これに対し、日本における働きがいとはどのようなものか。これまでの日本の雇用モデルの強みの源泉は長期性にあり、「今」ではなく、未来への期待を原動力に働きがいを感じてきたと私は考える。今の仕事はつらく苦しいが、将来きっと何かにつながるかもしれないという「成長可能性」や、今の仕事には達成感を感じないが、いつか達成感を感じられる仕事に就きたいという「達成感獲得への期待」が、現在の働きがいと結びついているところがあった。
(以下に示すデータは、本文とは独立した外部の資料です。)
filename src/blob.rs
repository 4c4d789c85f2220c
//! Blob codec: zlib compression of entry payloads.
//!
//! Every captured payload is compressed before allocation, so an entry's
//! extents always hold compressed bytes and `get_size_of` reports compressed
//! sizes. Decompression of corrupt input fails outright; there is no partial
//! recovery.

use crate::error::{Result, VaultError};
use flate2::read::ZlibDecoder;
use flate2::write::ZlibEncoder;
use flate2::Compression;
use std::io::{Read, Write};

/// Compress a payload with zlib at the default level
pub fn compress(data: &[u8]) -> Result<Vec<u8>> {
    let mut encoder = ZlibEncoder::new(Vec::new(), Compression::default());
    encoder.write_all(data)?;
    Ok(encoder.finish()?)
}

/// Decompress a zlib payload, failing with a decode error on corrupt input
pub fn decompress(data: &[u8]) -> Result<Vec<u8>> {
    let mut decoder = ZlibDecoder::new(data);
    let mut out = Vec::new();
    decoder
        .read_to_end(&mut out)
        .map_err(|e| VaultError::Decode(e.to_string()))?;
    Ok(out)
}

#[cfg(test)]
mod tests {
    use super::*;

    #[test]
    fn test_round_trip() {
        let data = b"Hello, World! ".repeat(100);
        let compressed = compress(&data).unwrap();
        let decompressed = decompress(&compressed).unwrap();

        assert_eq!(data.as_slice(), decompressed.as_slice());
        assert!(compressed.len() < data.len());
    }

    #[test]
    fn test_empty_payload() {
        let compressed = compress(b"").unwrap();
        assert!(!compressed.is_empty()); // zlib header + empty stream
        assert_eq!(decompress(&compressed).unwrap(), b"");
    }

    #[test]
    fn test_corrupt_input_is_a_decode_error() {
        let mut compressed = compress(b"some payload that matters").unwrap();
        let mid = compressed.len() / 2;
        compressed[mid] ^= 0xff;
        compressed.truncate(mid + 1);

        assert!(matches!(
            decompress(&compressed),
            Err(VaultError::Decode(_))
        ));
    }

    #[test]
    fn test_garbage_input_is_a_decode_error() {
        assert!(matches!(
            decompress(&[0xde, 0xad, 0xbe, 0xef]),
            Err(VaultError::Decode(_))
        ));
    }
}
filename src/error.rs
use thiserror::Error;

#[derive(Error, Debug)]
pub enum VaultError {
    #[error("Invalid magic bytes: file is not a vault")]
    InvalidMagic,

    #[error("Corrupt footer: {0}")]
    CorruptFooter(String),

    #[error("Corrupt pointer table: {0}")]
    CorruptTable(String),

    #[error("An entry named \"{0}\" already exists in the vault")]
    DuplicateEntry(String),

    #[error("A vault cannot capture its own backing file")]
    SelfCapture,

    #[error("\"{0}\" is reserved for the free list")]
    ReservedName(String),

    #[error("I/O error: {0}")]
    Io(#[from] std::io::Error),

    #[error("Corrupt compressed payload: {0}")]
    Decode(String),
}

pub type Result<T> = std::result::Result<T, VaultError>;
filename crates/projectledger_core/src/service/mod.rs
//! Core use-case services.
//!
//! # Responsibility
//! - Orchestrate repository calls into registry-level operations.
//! - Keep callers decoupled from storage details.

pub mod registry_service;
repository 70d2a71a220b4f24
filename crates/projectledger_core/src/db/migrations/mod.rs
//! SQLite migration registry and executor.
//!
//! # Responsibility
//! - Register schema migrations in strictly increasing order.
//! - Apply pending migrations atomically.
//!
//! # Invariants
//! - `version` values must remain monotonic.
//! - Applied migration version is mirrored to `PRAGMA user_version`.

use crate::db::{DbError, DbResult};
use rusqlite::Connection;

#[derive(Debug, Clone, Copy)]
struct Migration {
    version: u32,
    sql: &'static str,
}

const MIGRATIONS: &[Migration] = &[Migration {
    version: 1,
    sql: include_str!("0001_init.sql"),
}];

/// Returns the latest migration version known by this binary.
pub fn latest_version() -> u32 {
    MIGRATIONS.last().map_or(0, |migration| migration.version)
}

/// Applies all pending migrations on the provided connection.
pub fn apply_migrations(conn: &mut Connection) -> DbResult<()> {
    let current_version = current_user_version(conn)?;
    let latest = latest_version();

    if current_version > latest {
        return Err(DbError::UnsupportedSchemaVersion {
            db_version: current_version,
            latest_supported: latest,
        });
    }

    if current_version == latest {
        return Ok(());
    }

    let tx = conn.transaction()?;
    for migration in MIGRATIONS {
        if migration.version <= current_version {
            continue;
        }

        tx.execute_batch(migration.sql)?;
        tx.execute_batch(&format!("PRAGMA user_version = {};", migration.version))?;
    }
    tx.commit()?;

    Ok(())
}

fn current_user_version(conn: &Connection) -> DbResult<u32> {
    let version = conn.query_row("PRAGMA user_version;", [], |row| row.get::<_, u32>(0))?;
    Ok(version)
}
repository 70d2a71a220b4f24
//! Core domain logic for the project registry ledger.
//! This crate is the single source of truth for registry invariants.

pub mod config;
pub mod db;
pub mod logging;
pub mod model;
pub mod repo;
pub mod service;

pub use config::{ConfigError, RegistryConfig};
pub use logging::{default_log_level, init_logging, logging_status};
pub use model::account::{is_valid_account_id, AccountId};
pub use model::project::{Balance, Project, ProjectValidationError, MIN_TEXT_LEN, ONE_UNIT};
pub use repo::project_repo::{
    ProjectRepository, RepoError, RepoResult, SqliteProjectRepository,
};
pub use service::registry_service::{
    CallContext, RegisterProjectRequest, RegistryError, RegistryResult, RegistryService,
};

/// Returns the core crate version.
pub fn core_version() -> &'static str {
    env!("CARGO_PKG_VERSION")
}
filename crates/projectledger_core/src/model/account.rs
//! Platform account identifiers.
//!
//! # Responsibility
//! - Define the `AccountId` alias used as the registry key.
//! - Validate identifiers against the platform account grammar.
//!
//! # Invariants
//! - A valid account id is 2..=64 characters of lowercase alphanumeric
//!   segments separated by `.`, `_` or `-` (e.g. `alice.testnet`).

use once_cell::sync::Lazy;
use regex::Regex;

/// Account identifier used as the unique registry key.
///
/// Kept as a type alias to make semantic intent explicit in signatures.
pub type AccountId = String;

pub const MIN_ACCOUNT_ID_LEN: usize = 2;
pub const MAX_ACCOUNT_ID_LEN: usize = 64;

static ACCOUNT_ID_RE: Lazy<Regex> = Lazy::new(|| {
    Regex::new(r"^[a-z0-9]+([._-][a-z0-9]+)*$").expect("account id pattern must compile")
});

/// Returns whether `value` is a well-formed platform account identifier.
///
/// Length bounds are checked on bytes; the grammar is ASCII-only, so byte
/// and character counts agree for every accepted value.
pub fn is_valid_account_id(value: &str) -> bool {
    (MIN_ACCOUNT_ID_LEN..=MAX_ACCOUNT_ID_LEN).contains(&value.len())
        && ACCOUNT_ID_RE.is_match(value)
}
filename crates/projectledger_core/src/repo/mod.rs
//! Repository layer abstractions and persistence implementations.
//!
//! # Responsibility
//! - Define use-case oriented data access contracts for the registry.
//! - Isolate SQLite query details from service orchestration.
//!
//! # Invariants
//! - Repository writes must enforce `Project::validate()` before persistence.
//! - Repository APIs return semantic results (row present/absent) in
//!   addition to DB transport errors.

pub mod project_repo;
use projectledger_core::db::open_db_in_memory;
use projectledger_core::{
    CallContext, ProjectValidationError, RegisterProjectRequest, RegistryConfig, RegistryError,
    RegistryService, SqliteProjectRepository, ONE_UNIT,
};
use rusqlite::Connection;

const ADMIN: &str = "admin.testnet";

fn service(conn: &Connection) -> RegistryService<SqliteProjectRepository<'_>> {
    let repo = SqliteProjectRepository::try_new(conn).unwrap();
    let config = RegistryConfig::with_default_fee(ADMIN).unwrap();
    RegistryService::new(repo, config)
}

fn request(name: &str, description: &str, total_amount: u32) -> RegisterProjectRequest {
    RegisterProjectRequest {
        name: name.to_string(),
        description: description.to_string(),
        total_amount,
    }
}

fn admin_paid() -> CallContext {
    CallContext::new(ADMIN, ONE_UNIT)
}

#[test]
fn register_then_get_returns_supplied_fields() {
    let conn = open_db_in_memory().unwrap();
    let service = service(&conn);

    service
        .register(&admin_paid(), &request("Proj1", "Desc1", 150))
        .unwrap();

    let project = service.get_project(ADMIN).unwrap().unwrap();
    assert_eq!(project.name, "Proj1");
    assert_eq!(project.owner_account, ADMIN);
    assert_eq!(project.description, "Desc1");
    assert_eq!(project.total_amount, 150);
    assert!(!project.completed);
}

#[test]
fn register_accepts_payment_above_the_fee() {
    let conn = open_db_in_memory().unwrap();
    let service = service(&conn);

    let generous = CallContext::new(ADMIN, ONE_UNIT * 2);
    service
        .register(&generous, &request("Proj1", "Desc1", 150))
        .unwrap();
    assert!(service.get_project(ADMIN).unwrap().is_some());
}

#[test]
fn register_by_non_admin_fails_regardless_of_input_validity() {
    let conn = open_db_in_memory().unwrap();
    let service = service(&conn);

    let outsider = CallContext::new("mallory.testnet", ONE_UNIT);
    let err = service
        .register(&outsider, &request("Proj1", "Desc1", 150))
        .unwrap_err();
    assert!(matches!(
        err,
        RegistryError::Unauthorized { ref caller } if caller == "mallory.testnet"
    ));
    assert!(service.list_projects().unwrap().is_empty());

    // Authorization is checked first, so invalid input still reports
    // Unauthorized for outsiders.
    let err = service
        .register(&CallContext::unpaid("mallory.testnet"), &request("x", "y", 0))
        .unwrap_err();
    assert!(matches!(err, RegistryError::Unauthorized { .. }));
}

#[test]
fn register_with_zero_amount_fails_without_write() {
    let conn = open_db_in_memory().unwrap();
    let service = service(&conn);

    let err = service
        .register(&admin_paid(), &request("Proj1", "Desc1", 0))
        .unwrap_err();
    assert!(matches!(
        err,
        RegistryError::InvalidInput(ProjectValidationError::AmountNotPositive)
    ));
    assert!(service.get_project(ADMIN).unwrap().is_none());
}

#[test]
fn register_with_short_name_fails_without_write() {
    let conn = open_db_in_memory().unwrap();
    let service = service(&conn);

    let err = service
        .register(&admin_paid(), &request("ab", "Desc1", 150))
        .unwrap_err();
    assert!(matches!(
        err,
        RegistryError::InvalidInput(ProjectValidationError::NameTooShort { len: 2 })
    ));
    assert!(service.get_project(ADMIN).unwrap().is_none());
}

#[test]
fn register_with_short_description_fails_without_write() {
    let conn = open_db_in_memory().unwrap();
    let service = service(&conn);

    let err = service
        .register(&admin_paid(), &request("Proj1", "ab", 150))
        .unwrap_err();
    assert!(matches!(
        err,
        RegistryError::InvalidInput(ProjectValidationError::DescriptionTooShort { len: 2 })
    ));
    assert!(service.get_project(ADMIN).unwrap().is_none());
}

#[test]
fn register_with_insufficient_payment_fails_without_write() {
    let conn = open_db_in_memory().unwrap();
    let service = service(&conn);

    let underpaid = CallContext::new(ADMIN, ONE_UNIT - 1);
    let err = service
        .register(&underpaid, &request("Proj1", "Desc1", 150))
        .unwrap_err();
    assert!(matches!(
        err,
        RegistryError::InsufficientPayment { attached, required }
            if attached == ONE_UNIT - 1 && required == ONE_UNIT
    ));
    assert!(service.get_project(ADMIN).unwrap().is_none());
}

#[test]
fn register_twice_overwrites_the_first_record_entirely() {
    let conn = open_db_in_memory().unwrap();
    let service = service(&conn);

    service
        .register(&admin_paid(), &request("First", "first record", 100))
        .unwrap();
    service
        .register(&admin_paid(), &request("Second", "second record", 200))
        .unwrap();

    let project = service.get_project(ADMIN).unwrap().unwrap();
    assert_eq!(project.name, "Second");
    assert_eq!(project.description, "second record");
    assert_eq!(project.total_amount, 200);
    assert!(!project.completed);
    assert_eq!(service.list_projects().unwrap().len(), 1);
}

#[test]
fn register_overwrites_completed_project() {
    // Pins the observed compatibility behavior: re-registration silently
    // resets an already-completed project back to incomplete.
    let conn = open_db_in_memory().unwrap();
    let service = service(&conn);

    service
        .register(&admin_paid(), &request("First", "first record", 100))
        .unwrap();
    assert!(service.complete(&CallContext::unpaid(ADMIN), ADMIN).unwrap());

    service
        .register(&admin_paid(), &request("Second", "second record", 200))
        .unwrap();
    let project = service.get_project(ADMIN).unwrap().unwrap();
    assert!(!project.completed);
}

#[test]
fn complete_on_absent_account_returns_false_and_creates_nothing() {
    let conn = open_db_in_memory().unwrap();
    let service = service(&conn);

    let flipped = service
        .complete(&CallContext::unpaid(ADMIN), "nobody.testnet")
        .unwrap();
    assert!(!flipped);
    assert!(service.get_project("nobody.testnet").unwrap().is_none());
}

#[test]
fn complete_twice_is_idempotent() {
    let conn = open_db_in_memory().unwrap();
    let service = service(&conn);

    service
        .register(&admin_paid(), &request("Proj1", "Desc1", 150))
        .unwrap();

    let ctx = CallContext::unpaid(ADMIN);
    assert!(service.complete(&ctx, ADMIN).unwrap());
    assert!(service.get_project(ADMIN).unwrap().unwrap().completed);

    assert!(!service.complete(&ctx, ADMIN).unwrap());
    assert!(service.get_project(ADMIN).unwrap().unwrap().completed);
}

#[test]
fn complete_requires_admin() {
    let conn = open_db_in_memory().unwrap();
    let service = service(&conn);

    service
        .register(&admin_paid(), &request("Proj1", "Desc1", 150))
        .unwrap();

    let err = service
        .complete(&CallContext::unpaid("mallory.testnet"), ADMIN)
        .unwrap_err();
    assert!(matches!(err, RegistryError::Unauthorized { .. }));
    assert!(!service.get_project(ADMIN).unwrap().unwrap().completed);
}

#[test]
fn remove_of_incomplete_project_returns_false_and_keeps_it_listed() {
    let conn = open_db_in_memory().unwrap();
    let service = service(&conn);

    service
        .register(&admin_paid(), &request("Proj1", "Desc1", 150))
        .unwrap();

    let removed = service.remove(&CallContext::unpaid(ADMIN), ADMIN).unwrap();
    assert!(!removed);
    assert_eq!(service.list_projects().unwrap().len(), 1);
}

#[test]
fn remove_of_absent_project_returns_false() {
    let conn = open_db_in_memory().unwrap();
    let service = service(&conn);

    let removed = service
        .remove(&CallContext::unpaid(ADMIN), "nobody.testnet")
        .unwrap();
    assert!(!removed);
}

#[test]
fn remove_requires_admin() {
    let conn = open_db_in_memory().unwrap();
    let service = service(&conn);

    service
        .register(&admin_paid(), &request("Proj1", "Desc1", 150))
        .unwrap();
    service.complete(&CallContext::unpaid(ADMIN), ADMIN).unwrap();

    let err = service
        .remove(&CallContext::unpaid("mallory.testnet"), ADMIN)
        .unwrap_err();
    assert!(matches!(err, RegistryError::Unauthorized { .. }));
    assert_eq!(service.list_projects().unwrap().len(), 1);
}

#[test]
fn full_lifecycle_register_complete_remove() {
    let conn = open_db_in_memory().unwrap();
    let service = service(&conn);

    service
        .register(&admin_paid(), &request("Proj1", "Desc1", 150))
        .unwrap();
    let project = service.get_project(ADMIN).unwrap().unwrap();
    assert_eq!(project.name, "Proj1");
    assert_eq!(project.owner_account, ADMIN);
    assert_eq!(project.description, "Desc1");
    assert_eq!(project.total_amount, 150);
    assert!(!project.completed);

    let ctx = CallContext::unpaid(ADMIN);
    assert!(service.complete(&ctx, ADMIN).unwrap());
    assert!(service.get_project(ADMIN).unwrap().unwrap().completed);

    assert!(service.remove(&ctx, ADMIN).unwrap());
    assert!(service.get_project(ADMIN).unwrap().is_none());
    assert!(service.list_projects().unwrap().is_empty());
}
//! SQLite storage bootstrap and schema migration entry points.
//!
//! # Responsibility
//! - Open and configure SQLite connections for the registry core.
//! - Apply schema migrations in deterministic order.
//!
//! # Invariants
//! - Migration version is tracked via `PRAGMA user_version`.
//! - Core code must not read/write registry data before migrations succeed.

use std::error::Error;
use std::fmt::{Display, Formatter};

pub mod migrations;
mod open;

pub use open::{open_db, open_db_in_memory};

pub type DbResult<T> = Result<T, DbError>;

#[derive(Debug)]
pub enum DbError {
    Sqlite(rusqlite::Error),
    UnsupportedSchemaVersion {
        db_version: u32,
        latest_supported: u32,
    },
}

impl Display for DbError {
    fn fmt(&self, f: &mut Formatter<'_>) -> std::fmt::Result {
        match self {
            Self::Sqlite(err) => write!(f, "{err}"),
            Self::UnsupportedSchemaVersion {
                db_version,
                latest_supported,
            } => write!(
                f,
                "database schema version {db_version} is newer than supported {latest_supported}"
            ),
        }
    }
}

impl Error for DbError {
    fn source(&self) -> Option<&(dyn Error + 'static)> {
        match self {
            Self::Sqlite(err) => Some(err),
            Self::UnsupportedSchemaVersion { .. } => None,
        }
    }
}

impl From<rusqlite::Error> for DbError {
    fn from(value: rusqlite::Error) -> Self {
        Self::Sqlite(value)
    }
}
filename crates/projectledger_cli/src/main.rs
//! CLI smoke entry point.
//!
//! # Responsibility
//! - Provide a minimal executable to verify `projectledger_core` linkage.
//! - Walk one project lifecycle against an in-memory database so the run
//!   stays deterministic and side-effect free.

use projectledger_core::db::open_db_in_memory;
use projectledger_core::{
    CallContext, RegisterProjectRequest, RegistryConfig, RegistryService,
    SqliteProjectRepository, ONE_UNIT,
};

fn main() {
    println!("projectledger_core version={}", projectledger_core::core_version());

    if let Err(err) = run_lifecycle_probe() {
        eprintln!("lifecycle probe failed: {err}");
        std::process::exit(1);
    }
}

fn run_lifecycle_probe() -> Result<(), Box<dyn std::error::Error>> {
    let conn = open_db_in_memory()?;
    let repo = SqliteProjectRepository::try_new(&conn)?;
    let config = RegistryConfig::with_default_fee("admin.testnet")?;
    let service = RegistryService::new(repo, config);
    println!("admin={}", service.config().admin_account());

    let admin = CallContext::new("admin.testnet", ONE_UNIT);
    service.register(
        &admin,
        &RegisterProjectRequest {
            name: "Probe".to_string(),
            description: "Smoke lifecycle probe".to_string(),
            total_amount: 150,
        },
    )?;

    let listed = service.list_projects()?;
    println!("registered projects={}", listed.len());

    let completed = service.complete(&admin, "admin.testnet")?;
    println!("completed={completed}");

    let removed = service.remove(&admin, "admin.testnet")?;
    println!("removed={removed}");

    Ok(())
}
//! Domain model for the project registry.
//!
//! # Responsibility
//! - Define the canonical `Project` record and its field validation.
//! - Define platform-level identifier and balance primitives.
//!
//! # Invariants
//! - Every registry entry is keyed by exactly one `AccountId`.
//! - A `Project` that fails `validate()` is never persisted.

pub mod account;
pub mod project;
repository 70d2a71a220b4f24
//! Project repository contracts and SQLite implementation.
//!
//! # Responsibility
//! - Provide stable CRUD APIs over canonical `projects` storage.
//! - Keep SQL details inside the core persistence boundary.
//!
//! # Invariants
//! - Write paths must call `Project::validate()` before SQL mutations.
//! - Read paths must reject invalid persisted state instead of masking it.
//! - Upsert overwrites the full record for an existing owner account.

use crate::db::migrations::latest_version;
use crate::db::DbError;
use crate::model::project::{Project, ProjectValidationError};
use rusqlite::{params, Connection, Row};
use std::error::Error;
use std::fmt::{Display, Formatter};

const PROJECT_SELECT_SQL: &str = "SELECT
    owner_account,
    name,
    description,
    total_amount,
    completed
FROM projects";

const REQUIRED_COLUMNS: &[&str] = &[
    "owner_account",
    "name",
    "description",
    "total_amount",
    "completed",
];

pub type RepoResult<T> = Result<T, RepoError>;

/// Generic repository error for project persistence and query operations.
#[derive(Debug)]
pub enum RepoError {
    Validation(ProjectValidationError),
    Db(DbError),
    InvalidData(String),
    UninitializedConnection {
        expected_version: u32,
        actual_version: u32,
    },
    MissingRequiredTable(&'static str),
    MissingRequiredColumn {
        table: &'static str,
        column: &'static str,
    },
}

impl Display for RepoError {
    fn fmt(&self, f: &mut Formatter<'_>) -> std::fmt::Result {
        match self {
            Self::Validation(err) => write!(f, "{err}"),
            Self::Db(err) => write!(f, "{err}"),
            Self::InvalidData(message) => write!(f, "invalid persisted project data: {message}"),
            Self::UninitializedConnection {
                expected_version,
                actual_version,
            } => write!(
                f,
                "connection is not migrated: schema version {actual_version}, expected {expected_version}"
            ),
            Self::MissingRequiredTable(table) => {
                write!(f, "required table `{table}` is missing")
            }
            Self::MissingRequiredColumn { table, column } => {
                write!(f, "required column `{table}.{column}` is missing")
            }
        }
    }
}

impl Error for RepoError {
    fn source(&self) -> Option<&(dyn Error + 'static)> {
        match self {
            Self::Validation(err) => Some(err),
            Self::Db(err) => Some(err),
            _ => None,
        }
    }
}

impl From<ProjectValidationError> for RepoError {
    fn from(value: ProjectValidationError) -> Self {
        Self::Validation(value)
    }
}

impl From<DbError> for RepoError {
    fn from(value: DbError) -> Self {
        Self::Db(value)
    }
}

impl From<rusqlite::Error> for RepoError {
    fn from(value: rusqlite::Error) -> Self {
        Self::Db(DbError::Sqlite(value))
    }
}

/// Repository interface for project CRUD operations.
pub trait ProjectRepository {
    /// Inserts or fully replaces the record for `project.owner_account`.
    fn upsert_project(&self, project: &Project) -> RepoResult<()>;
    /// Returns the record for `account`, or `None` when absent.
    fn get_project(&self, account: &str) -> RepoResult<Option<Project>>;
    /// Returns a snapshot of all records, ordered by owner account.
    fn list_projects(&self) -> RepoResult<Vec<Project>>;
    /// Deletes the record for `account`; returns whether a row was removed.
    fn delete_project(&self, account: &str) -> RepoResult<bool>;
}

/// SQLite-backed project repository.
pub struct SqliteProjectRepository<'conn> {
    conn: &'conn Connection,
}

impl<'conn> SqliteProjectRepository<'conn> {
    /// Wraps a migrated connection after verifying the expected schema.
    ///
    /// # Errors
    /// - `UninitializedConnection` when `PRAGMA user_version` does not match
    ///   the latest migration known by this binary.
    /// - `MissingRequiredTable` / `MissingRequiredColumn` when the schema
    ///   disagrees with this binary's expectations.
    pub fn try_new(conn: &'conn Connection) -> RepoResult<Self> {
        verify_schema(conn)?;
        Ok(Self { conn })
    }
}

impl ProjectRepository for SqliteProjectRepository<'_> {
    fn upsert_project(&self, project: &Project) -> RepoResult<()> {
        project.validate()?;

        self.conn.execute(
            "INSERT INTO projects (
                owner_account,
                name,
                description,
                total_amount,
                completed
            ) VALUES (?1, ?2, ?3, ?4, ?5)
            ON CONFLICT(owner_account) DO UPDATE SET
                name = excluded.name,
                description = excluded.description,
                total_amount = excluded.total_amount,
                completed = excluded.completed,
                updated_at = (strftime('%s', 'now') * 1000);",
            params![
                project.owner_account.as_str(),
                project.name.as_str(),
                project.description.as_str(),
                i64::from(project.total_amount),
                bool_to_int(project.completed),
            ],
        )?;

        Ok(())
    }

    fn get_project(&self, account: &str) -> RepoResult<Option<Project>> {
        let mut stmt = self
            .conn
            .prepare(&format!("{PROJECT_SELECT_SQL} WHERE owner_account = ?1;"))?;

        let mut rows = stmt.query(params![account])?;
        if let Some(row) = rows.next()? {
            return Ok(Some(parse_project_row(row)?));
        }

        Ok(None)
    }

    fn list_projects(&self) -> RepoResult<Vec<Project>> {
        let mut stmt = self
            .conn
            .prepare(&format!("{PROJECT_SELECT_SQL} ORDER BY owner_account ASC;"))?;

        let mut rows = stmt.query([])?;
        let mut projects = Vec::new();

        while let Some(row) = rows.next()? {
            projects.push(parse_project_row(row)?);
        }

        Ok(projects)
    }

    fn delete_project(&self, account: &str) -> RepoResult<bool> {
        let changed = self
            .conn
            .execute("DELETE FROM projects WHERE owner_account = ?1;", [account])?;

        Ok(changed > 0)
    }
}

fn verify_schema(conn: &Connection) -> RepoResult<()> {
    let actual_version =
        conn.query_row("PRAGMA user_version;", [], |row| row.get::<_, u32>(0))?;
    let expected_version = latest_version();

    if actual_version != expected_version {
        return Err(RepoError::UninitializedConnection {
            expected_version,
            actual_version,
        });
    }

    let table_exists = conn.query_row(
        "SELECT COUNT(*) FROM sqlite_master WHERE type = 'table' AND name = 'projects';",
        [],
        |row| row.get::<_, i64>(0),
    )? > 0;
    if !table_exists {
        return Err(RepoError::MissingRequiredTable("projects"));
    }

    let mut stmt = conn.prepare("SELECT name FROM pragma_table_info('projects');")?;
    let mut rows = stmt.query([])?;
    let mut present = Vec::new();
    while let Some(row) = rows.next()? {
        present.push(row.get::<_, String>(0)?);
    }

    for column in REQUIRED_COLUMNS {
        if !present.iter().any(|name| name == column) {
            return Err(RepoError::MissingRequiredColumn {
                table: "projects",
                column,
            });
        }
    }

    Ok(())
}

fn parse_project_row(row: &Row<'_>) -> RepoResult<Project> {
    let total_amount_raw: i64 = row.get("total_amount")?;
    let total_amount = u32::try_from(total_amount_raw).map_err(|_| {
        RepoError::InvalidData(format!(
            "invalid total_amount value `{total_amount_raw}` in projects.total_amount"
        ))
    })?;

    let completed = match row.get::<_, i64>("completed")? {
        0 => false,
        1 => true,
        other => {
            return Err(RepoError::InvalidData(format!(
                "invalid completed value `{other}` in projects.completed"
            )));
        }
    };

    let project = Project {
        owner_account: row.get("owner_account")?,
        name: row.get("name")?,
        description: row.get("description")?,
        total_amount,
        completed,
    };
    project.validate()?;
    Ok(project)
}

fn bool_to_int(value: bool) -> i64 {
    if value {
        1
    } else {
        0
    }
}
use thiserror::Error;

pub type TimelineResult<T> = Result<T, TimelineError>;

#[derive(Debug, Clone, PartialEq, Eq, Error)]
pub enum TimelineError {
    #[error("invalid day: {0}")]
    InvalidDay(String),

    #[error("invalid window: start={start}, end={end}")]
    InvalidWindow { start: i64, end: i64 },

    #[error("invalid data: {0}")]
    InvalidData(String),
}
その背景には、日本が長年にわたって長期雇用を続けてきた伝統もあるだろうし、働く人も長期的な雇用を求める傾向が強かったという事情もある。いうなれば日本人のキャリア観のなかに未来志向を含んでいる部分があり、長期的な時間軸を考慮した視点が働きがいを考えるうえで非常に重要なポイントであった。
もちろんアメリカ人にもキャリアプランはある。しかし、それは会社に長期的にコミットするのではなく、自ら描くキャリアプランの実現に有利な会社とはどこかを比較しながら、会社を移動することでキャリアを築こうという傾向が強い。
したがって働きがいについても、今、フェアに取り扱われているのか、自分の評価、処遇、ポストが公正なものであるかが重要なポイントになる。外資系で働いている日本人もそうした意識が強い。
一方、日本の場合は、長期で人と組織との取引関係が成立しており、現在のフェアネスはそれほど重要ではなく、将来へ向けて何をしてくれるのかという点がより重要だった。